Cok uzun yillar sonra Istanbul'da bir pilavda karsilastik, bana "Ahmet ne yapiyorsun"diye sordu.Bir sure konustuk, bir ara
 "Beni Londra'daki Galatasaraylilar  iki yil once pilava davet ettiler, siz Paris'te pilav yapiyormusunuz dedI;"Yapiyoruz hocam
sizi esinzle davet edelim"dedim, bana "cok menun olurum"dedi. Hocamiz ilk defa benden birsey rica ediyordu.
 Aradan aylar gecti, bir gece,( bana gore bilincalti veya empatie ile ) gece ruyama girdi, kendisine verdigim sozu hatirladim. Sabah kalktim bir de baktim ki aradan bir yil gecmis 20 gun sonra pilav var.Hemen bizim Talat Sogutlu'yu aradim, "Talat hocaya soz vermistim, biliyorum sen zaman zaman gorusuyorsun, lutfen benim icin iki ucak  bileti al, gelecekleri tarihi bildir pilavdan onca veya sonra birkac gunde Pariste bizde otelde kalsinlar ben ilginecegim" dedim.
Hocamiz esinle geldi, en son 1950 de gelmistim, esim ilk defa geliyor dedi, cok mutlu idi. Gelir gelmez bana  benimde cok sevdigim  Nesim'i " bizim Nesim Fintz nasil diye  "  sordu. Birlikte her gun gezdik,Versaille'a gittik. esimle ve   o zamanar hukuk birde olan kizimla Yaseminle tanisti. Hocaya karsi minnet borcumu boylece azicik ta odemis oldum. Inan Kirac Agabey ile
ilk tanistigimiz yillardi , bana bir gun " vefali olmak cok guzel sey"demisti Ben de ona "Evet agabey biliyorum" demistim.
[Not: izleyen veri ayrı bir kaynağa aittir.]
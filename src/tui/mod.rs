pub mod app;
pub mod browse;
pub mod nav;
pub mod player_view;

use anyhow::Context;
use crossterm::event::{Event, EventStream, KeyEventKind};
use futures_util::StreamExt;
use ratatui::Frame;
use ratatui::layout::{Constraint, Layout, Rect};
use ratatui::style::{Color, Style};
use ratatui::text::Line;
use ratatui::widgets::{Block, Borders, Paragraph, Wrap};

use crate::player::ViewMode;
use app::{App, EMPTY_NOTICE, Focus};

// -----------------------------------------------------------------------------------------------

/// 接管终端跑完整个会话，退出前恢复终端
pub async fn run(app: &mut App) -> anyhow::Result<()> {
    let mut terminal = ratatui::init();
    let result = event_loop(&mut terminal, app).await;
    ratatui::restore();
    result
}

async fn event_loop(
    terminal: &mut ratatui::DefaultTerminal,
    app: &mut App,
) -> anyhow::Result<()> {
    let mut events = EventStream::new();
    loop {
        terminal.draw(|frame| draw(frame, app))?;

        match events.next().await {
            Some(Ok(Event::Key(key))) if key.kind == KeyEventKind::Press => {
                app.handle_key(key).await;
            }
            Some(Ok(_)) => {} // 窗口尺寸等事件，下一轮重画即可
            Some(Err(e)) => return Err(e).context("读取终端事件失败"),
            None => break,
        }

        if app.should_quit {
            break;
        }
    }
    Ok(())
}

// -----------------------------------------------------------------------------------------------

/// 整屏绘制入口
pub fn draw(frame: &mut Frame, app: &mut App) {
    let [main, status] =
        Layout::vertical([Constraint::Min(1), Constraint::Length(1)]).areas(frame.area());

    if let Some(message) = app.load_error.clone() {
        draw_notice_panes(frame, main, &message, Style::default().fg(Color::Red));
    } else if app.is_empty() {
        draw_notice_panes(frame, main, EMPTY_NOTICE, Style::default().fg(Color::DarkGray));
    } else {
        match app.controller.view_mode() {
            ViewMode::List => draw_list(frame, main, app),
            ViewMode::Player => {
                let entry = app.controller.active().and_then(|id| app.index.resolve(id));
                let subtitle = app.controller.subtitle_config().clone();
                player_view::draw(frame, main, entry, &subtitle);
            }
        }
    }

    draw_status(frame, status, app);
}

fn draw_list(frame: &mut Frame, area: Rect, app: &mut App) {
    let [nav_area, browse_area] =
        Layout::horizontal([Constraint::Percentage(32), Constraint::Percentage(68)]).areas(area);

    let active = app.controller.active();
    nav::draw(
        frame,
        nav_area,
        &mut app.nav,
        active,
        app.focus == Focus::Nav,
    );
    browse::draw(
        frame,
        browse_area,
        &app.catalog,
        &app.browse,
        active,
        &app.index,
        app.focus == Focus::Browse,
    );
}

/// 目录加载失败/目录为空时，在两个目录面板的位置各画一份提示
fn draw_notice_panes(frame: &mut Frame, area: Rect, message: &str, style: Style) {
    let [nav_area, browse_area] =
        Layout::horizontal([Constraint::Percentage(32), Constraint::Percentage(68)]).areas(area);

    for (pane, title) in [(nav_area, " 目录 "), (browse_area, " 目录浏览 ")] {
        let block = Block::default()
            .borders(Borders::ALL)
            .title(title)
            .border_style(Style::default().fg(Color::DarkGray));
        let inner = block.inner(pane);
        frame.render_widget(block, pane);
        frame.render_widget(
            Paragraph::new(Line::styled(message.to_string(), style)).wrap(Wrap { trim: false }),
            inner,
        );
    }
}

fn draw_status(frame: &mut Frame, area: Rect, app: &App) {
    let hint = if app.load_error.is_some() || app.is_empty() {
        "q 退出"
    } else {
        match app.controller.view_mode() {
            ViewMode::List => {
                "↑↓ 移动  Enter 选择/展开  Tab 切换面板  [ ] 课程  , . 学期  q 退出"
            }
            ViewMode::Player => "Esc 返回列表  q 退出",
        }
    };
    frame.render_widget(
        Paragraph::new(Line::styled(hint, Style::default().fg(Color::DarkGray))),
        area,
    );
}

// -----------------------------------------------------------------------------------------------

#[cfg(test)]
mod tests {
    use super::*;
    use crate::catalog::{Catalog, SectionIndex, SubtitleConfig};
    use crate::player::{PlayerBackend, PlayerController};
    use ratatui::Terminal;
    use ratatui::backend::TestBackend;

    /// 整屏画到测试后端，拼出去掉空格的纯文本。
    /// 宽字符后面的占位格是空格，去掉后才能按子串断言。
    fn render(app: &mut App) -> String {
        let mut terminal = Terminal::new(TestBackend::new(80, 24)).unwrap();
        terminal.draw(|frame| draw(frame, app)).unwrap();
        let buffer = terminal.backend().buffer().clone();
        let mut text = String::new();
        for y in 0..buffer.area.height {
            for x in 0..buffer.area.width {
                text.push_str(buffer.cell((x, y)).map(|c| c.symbol()).unwrap_or(" "));
            }
            text.push('\n');
        }
        text.replace(' ', "")
    }

    fn controller() -> PlayerController {
        PlayerController::new(PlayerBackend::Disabled, SubtitleConfig::default())
    }

    #[test]
    fn empty_catalog_renders_placeholder_in_both_panes() {
        let catalog = Catalog::from_json_str("[]").unwrap();
        let index = SectionIndex::build(&catalog);
        let mut app = App::new(catalog, index, controller());

        let text = render(&mut app);
        assert_eq!(text.matches(EMPTY_NOTICE).count(), 2);
    }

    #[test]
    fn load_failure_renders_status_code_in_place_of_containers() {
        let message = format!(
            "{}: {}",
            app::LOAD_ERROR_PREFIX,
            crate::catalog::CatalogError::HttpStatus(404)
        );
        let mut app = App::failed(message, controller());

        let text = render(&mut app);
        assert_eq!(text.matches("404").count(), 2);
        // 错误状态下不画任何目录行
        assert!(!text.contains("▸"));
    }

    #[tokio::test]
    async fn selection_renders_player_view_with_composed_title() {
        let catalog = Catalog::from_json_str(
            r#"[{ "title": "第1学期", "courses": [{ "title": "课程A", "weeks": [
                { "title": "第1周", "sections": [
                    { "title": "第0小节", "url": "a/w1c0.mp4" }
                ]}
            ]}]}]"#,
        )
        .unwrap();
        let index = SectionIndex::build(&catalog);
        let mut app = App::new(catalog, index, controller());

        app.apply_selection(crate::catalog::SectionId(0)).await;
        let text = render(&mut app);
        assert!(text.contains("正在播放"));
        assert!(text.contains("第1学期/课程A/第1周/第0小节"));
    }
}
Birkac yil sonra telefonda gorustuk, bana "Ahmet Yasemin hukuk  birde idi, okulu bitirdi simdi calismaya basladi mi" diye sormaz mi?

80 kusur yaslarina kadar sayisiz ogrenci yetistirmis  bu iyi kalpli, yetenekli , cok iyi inasan hocamizi da kaybettik, Bioloji doktoru olan kizlari zaman zaman Parise gelince bizim otelde kaliyorlar. Hocayi aniyoruz.

Vakti ile , futbolcu ve antrenor   Coskun Ozari agabey  bir imihan arifesi " Hocam imtihan sousunu bana verirmsiniz" diyince ,o iki soru soracagim biri electrique oteki optique ona gore calis  (kitabin yarisi optique yarisi electrique)  demesi ile  hocamiz hakkindaki anilarimi  bitiriyorum. Huzur icinde yatsin bizlere  hem iyiligi hem emegi cok gecti.